A failure to sign Guerrero and/or Bichette to long-term deals, for instance, pushes the Blue Jays down the first road, leaving open the possibility of another deadline sell-off next summer as part of a deeper rebuild. An extension for one or both, on the other hand, locks in a pillar for the next cycle and if done well, would be accompanied by meaningful adds.
Looming large for the franchise is the Dec. 10 draft lottery, in which the Blue Jays, at 7.48 per cent, have the fifth-highest odds of landing the No. 1 pick in the 2025 draft.
No matter where they end up, they’ll have access to the best available talent and one of the bigger draft-bonus pools to work from, creating an opportunity to turbo-charge the farm system. Nailing it can help bridge from the current window to the next one without a major step backward.
All of which raises the stakes on the hiring of a new amateur scouting director to replace Shane Farrell, who left for a player-development role with the Detroit Tigers.
The Blue Jays’ recent drafting record needs a few more years to be fairly assessed, but that they haven’t integrated a homegrown position player since Alejandro Kirk in 2020 and starter since Alek Manoah in 2021 underlines how they simply haven’t produced enough talent internally.
Finding someone to correct that is further complicated by external candidates being weary of joining a front office with so little visible runway, another way the limbo between cycles impacts the organization.
Two key hirings already in place are David Popkins, who takes over as hitting coach, and Justin Lehr, hired to the newly created role of director of pitching, overseeing the player-development side.
Coaching staff vacancies still in need of filling include a new bullpen coach to replace Jeff Ware and a new field coordinator to cover for Gil Kim, while assistant pitching coach David Howell was being considered for re-assignment.
Then, of course, there’s the roster. And as the Blue Jays’ 74-88 finish suggests, there are significant holes to fill.

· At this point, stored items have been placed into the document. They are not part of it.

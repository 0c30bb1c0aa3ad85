//! Docker CLI backend implementation.
//!
//! Drives the `docker` binary as a child process. Resource counters are read
//! from the Engine API over `docker system dial-stdio`, which the CLI only
//! exposes pre-formatted otherwise.

use std::process::{Output, Stdio};

use anyhow::{Context, Result};
use async_trait::async_trait;
use serde::Deserialize;
use tokio::io::{AsyncReadExt, AsyncWriteExt};
use tokio::process::Command;
use tracing::{debug, info, instrument};

use super::{
    CapturedOutput, ContainerState, LaunchSpec, SandboxId, SandboxRuntime, StatsSnapshot,
    MANAGED_LABEL,
};
use crate::config::Config;

/// Backend that runs sandboxes as Docker containers.
#[derive(Debug, Clone)]
pub struct DockerCli {
    bin: String,
}

impl Default for DockerCli {
    fn default() -> Self {
        Self::new("docker")
    }
}

impl DockerCli {
    /// Create a backend driving the given CLI binary.
    pub fn new(bin: impl Into<String>) -> Self {
        Self { bin: bin.into() }
    }

    pub fn from_config(config: &Config) -> Self {
        Self::new(config.docker_bin.clone())
    }

    fn command(&self) -> Command {
        let mut cmd = Command::new(&self.bin);
        cmd.stdin(Stdio::null())
            .stdout(Stdio::piped())
            .stderr(Stdio::piped())
            .kill_on_drop(true);
        cmd
    }

    /// Run a CLI command to completion and return its raw output.
    async fn output(&self, args: &[&str]) -> Result<Output> {
        self.command()
            .args(args)
            .output()
            .await
            .with_context(|| format!("Failed to spawn {} {}", self.bin, args.join(" ")))
    }

    /// Run a CLI command and return its trimmed stdout, failing on non-zero exit.
    async fn run(&self, args: &[&str]) -> Result<String> {
        let output = self.output(args).await?;
        if !output.status.success() {
            let stderr = String::from_utf8_lossy(&output.stderr);
            anyhow::bail!(
                "{} {} failed: {}",
                self.bin,
                args.first().copied().unwrap_or_default(),
                stderr.trim()
            );
        }
        Ok(String::from_utf8_lossy(&output.stdout).trim().to_string())
    }

    /// Issue a GET against the Engine API and return the response body.
    async fn engine_get(&self, path: &str) -> Result<Vec<u8>> {
        let mut child = Command::new(&self.bin)
            .args(["system", "dial-stdio"])
            .stdin(Stdio::piped())
            .stdout(Stdio::piped())
            .stderr(Stdio::null())
            .kill_on_drop(true)
            .spawn()
            .with_context(|| format!("Failed to spawn {} system dial-stdio", self.bin))?;

        let mut stdin = child.stdin.take().context("Failed to open dial-stdio stdin")?;
        let mut stdout = child.stdout.take().context("Failed to open dial-stdio stdout")?;

        // HTTP/1.0 makes the daemon close the connection after one response.
        let request = format!("GET {path} HTTP/1.0\r\nHost: docker\r\n\r\n");
        stdin
            .write_all(request.as_bytes())
            .await
            .context("Failed to write Engine API request")?;
        stdin.flush().await?;

        let mut response = Vec::new();
        stdout
            .read_to_end(&mut response)
            .await
            .context("Failed to read Engine API response")?;
        drop(stdin);
        if let Err(e) = child.wait().await {
            debug!(error = %e, "dial-stdio helper did not exit cleanly");
        }

        parse_http_response(&response)
    }
}

/// Split an HTTP/1.x response and return the body of a 200 reply.
fn parse_http_response(raw: &[u8]) -> Result<Vec<u8>> {
    let split = raw
        .windows(4)
        .position(|w| w == b"\r\n\r\n")
        .context("Malformed Engine API response: no header terminator")?;
    let head = String::from_utf8_lossy(&raw[..split]);
    let body = &raw[split + 4..];

    let status_line = head.lines().next().unwrap_or_default();
    let code = status_line
        .split_whitespace()
        .nth(1)
        .and_then(|c| c.parse::<u16>().ok())
        .with_context(|| format!("Malformed Engine API status line: {status_line:?}"))?;

    if code != 200 {
        anyhow::bail!(
            "Engine API returned {code}: {}",
            String::from_utf8_lossy(body).trim()
        );
    }
    Ok(body.to_vec())
}

/// Build the `docker run` argument list for a launch.
fn run_args(spec: &LaunchSpec) -> Vec<String> {
    let limits = &spec.limits;
    let memory = format!("{}m", limits.memory_mb);

    let mut args = vec![
        "run".to_string(),
        "-d".to_string(),
        "--name".to_string(),
        spec.id.to_string(),
        "--label".to_string(),
        MANAGED_LABEL.to_string(),
        "--network".to_string(),
        "none".to_string(),
        "--memory".to_string(),
        memory.clone(),
        "--memory-swap".to_string(),
        memory,
        "--cpu-period".to_string(),
        limits.cpu_period.to_string(),
        "--cpu-quota".to_string(),
        limits.cpu_quota.to_string(),
    ];

    if let Some(pids) = limits.pids_limit {
        args.extend(["--pids-limit".to_string(), pids.to_string()]);
    }
    for opt in &limits.security_opt {
        args.extend(["--security-opt".to_string(), opt.clone()]);
    }
    if let Some(ref runtime) = limits.runtime {
        args.extend(["--runtime".to_string(), runtime.clone()]);
    }

    args.push(spec.image.clone());
    args.extend(spec.command.iter().cloned());
    args
}

/// Parse `{{.State.Status}} {{.State.ExitCode}}`.
fn parse_state(line: &str) -> ContainerState {
    let mut parts = line.split_whitespace();
    let status = parts.next().unwrap_or_default();
    let exit_code = parts.next().and_then(|c| c.parse().ok()).unwrap_or(-1);
    match status {
        "created" => ContainerState::Created,
        "running" => ContainerState::Running,
        "exited" | "dead" => ContainerState::Exited(exit_code),
        other => ContainerState::Other(other.to_string()),
    }
}

fn is_missing(stderr: &[u8]) -> bool {
    let stderr = String::from_utf8_lossy(stderr);
    stderr.contains("No such object") || stderr.contains("No such container")
}

/// Subset of the Engine API stats document.
#[derive(Debug, Default, Deserialize)]
struct RawStats {
    #[serde(default)]
    memory_stats: RawMemory,
    #[serde(default)]
    cpu_stats: RawCpu,
    #[serde(default)]
    precpu_stats: RawCpu,
}

#[derive(Debug, Default, Deserialize)]
struct RawMemory {
    #[serde(default)]
    usage: u64,
}

#[derive(Debug, Default, Deserialize)]
struct RawCpu {
    #[serde(default)]
    cpu_usage: RawCpuUsage,
    #[serde(default)]
    system_cpu_usage: u64,
    #[serde(default)]
    online_cpus: u32,
}

#[derive(Debug, Default, Deserialize)]
struct RawCpuUsage {
    #[serde(default)]
    total_usage: u64,
    #[serde(default)]
    percpu_usage: Option<Vec<u64>>,
}

impl RawStats {
    fn into_snapshot(self) -> StatsSnapshot {
        let online_cpus = if self.cpu_stats.online_cpus > 0 {
            self.cpu_stats.online_cpus
        } else {
            self.cpu_stats
                .cpu_usage
                .percpu_usage
                .as_ref()
                .and_then(|per_cpu| u32::try_from(per_cpu.len()).ok())
                .filter(|n| *n > 0)
                .unwrap_or(1)
        };

        StatsSnapshot {
            memory_bytes: self.memory_stats.usage,
            cpu_total: self.cpu_stats.cpu_usage.total_usage,
            precpu_total: self.precpu_stats.cpu_usage.total_usage,
            system_cpu: self.cpu_stats.system_cpu_usage,
            presystem_cpu: self.precpu_stats.system_cpu_usage,
            online_cpus,
        }
    }
}

#[async_trait]
impl SandboxRuntime for DockerCli {
    fn name(&self) -> &'static str {
        "docker"
    }

    async fn ping(&self) -> Result<()> {
        let version = self
            .run(&["version", "--format", "{{.Server.Version}}"])
            .await
            .context("Docker daemon is not reachable")?;
        debug!(version = %version, "Docker daemon reachable");
        Ok(())
    }

    #[instrument(skip(self, spec), fields(sandbox = %spec.id, image = %spec.image))]
    async fn launch(&self, spec: &LaunchSpec) -> Result<()> {
        let args = run_args(spec);
        let args: Vec<&str> = args.iter().map(String::as_str).collect();
        let container = self.run(&args).await?;
        debug!(container = %&container[..container.len().min(12)], "Container started");
        Ok(())
    }

    async fn state(&self, id: &SandboxId) -> Result<ContainerState> {
        let output = self
            .output(&[
                "inspect",
                "--format",
                "{{.State.Status}} {{.State.ExitCode}}",
                id.as_str(),
            ])
            .await?;
        if !output.status.success() {
            if is_missing(&output.stderr) {
                return Ok(ContainerState::Missing);
            }
            anyhow::bail!(
                "docker inspect failed: {}",
                String::from_utf8_lossy(&output.stderr).trim()
            );
        }
        Ok(parse_state(&String::from_utf8_lossy(&output.stdout)))
    }

    #[instrument(skip(self), fields(sandbox = %id))]
    async fn wait_exit(&self, id: &SandboxId) -> Result<i32> {
        let code = self.run(&["wait", id.as_str()]).await?;
        code.parse()
            .with_context(|| format!("Unexpected docker wait output: {code:?}"))
    }

    async fn logs(&self, id: &SandboxId) -> Result<CapturedOutput> {
        let output = self.output(&["logs", id.as_str()]).await?;
        if !output.status.success() {
            anyhow::bail!(
                "docker logs failed: {}",
                String::from_utf8_lossy(&output.stderr).trim()
            );
        }
        Ok(CapturedOutput {
            stdout: String::from_utf8_lossy(&output.stdout).into_owned(),
            stderr: String::from_utf8_lossy(&output.stderr).into_owned(),
        })
    }

    async fn stats(&self, id: &SandboxId) -> Result<StatsSnapshot> {
        let body = self
            .engine_get(&format!("/containers/{id}/stats?stream=false"))
            .await?;
        let raw: RawStats =
            serde_json::from_slice(&body).context("Failed to parse container stats")?;
        Ok(raw.into_snapshot())
    }

    #[instrument(skip(self), fields(sandbox = %id))]
    async fn kill(&self, id: &SandboxId) -> Result<()> {
        self.run(&["kill", id.as_str()]).await?;
        Ok(())
    }

    #[instrument(skip(self), fields(sandbox = %id))]
    async fn remove(&self, id: &SandboxId) -> Result<()> {
        let output = self.output(&["rm", "-f", id.as_str()]).await?;
        if output.status.success() || is_missing(&output.stderr) {
            return Ok(());
        }
        anyhow::bail!(
            "docker rm failed: {}",
            String::from_utf8_lossy(&output.stderr).trim()
        )
    }

    async fn sweep(&self) -> Result<usize> {
        let filter = format!("label={MANAGED_LABEL}");
        let listing = self.run(&["ps", "-aq", "--filter", &filter]).await?;
        let ids: Vec<&str> = listing.split_whitespace().collect();
        if ids.is_empty() {
            return Ok(0);
        }

        let mut args = vec!["rm", "-f"];
        args.extend(&ids);
        self.run(&args).await?;
        info!(count = ids.len(), "Removed leftover sandboxes");
        Ok(ids.len())
    }
}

FanGraphs’ RosterResource currently projects the Blue Jays at a CBT payroll of $199.4 million factoring in the $115 million in guarantees to seven players plus arbitration projections for 10 players, led by Guerrero at an estimated $29.6 million.
During his end-of-season media availability on Oct. 2, Shapiro said he didn’t see the payroll “either growing or decreasing in a big way,” which suggests the Blue Jays could end up in the $230-$240 million range again.
In other words, they have money to work with.
That should give them the space to add an impact bat, a lesser but productive hitter and a mid-range leverage reliever. Closer Jordan Romano is projected to make $7.75 million in arbitration but if his status after elbow surgery is too uncertain, he could be non-tendered to create additional spending room.
The return from last summer’s deadline sell-off, while not altering the franchise’s trajectory, gives the Blue Jays more assets to work with on the trade market, although both system and 40-man roster depth remain glaring organizational issues.
All of which brings us back to Muncy’s point, about how every team talks about winning a World Series in the spring, but for how few of them it’s actually a legitimate and sustainable aspiration.
The Blue Jays, no matter how you cut it, simply aren’t anywhere close, the road they’re on is about to end and the time for them to choose a direction is nigh.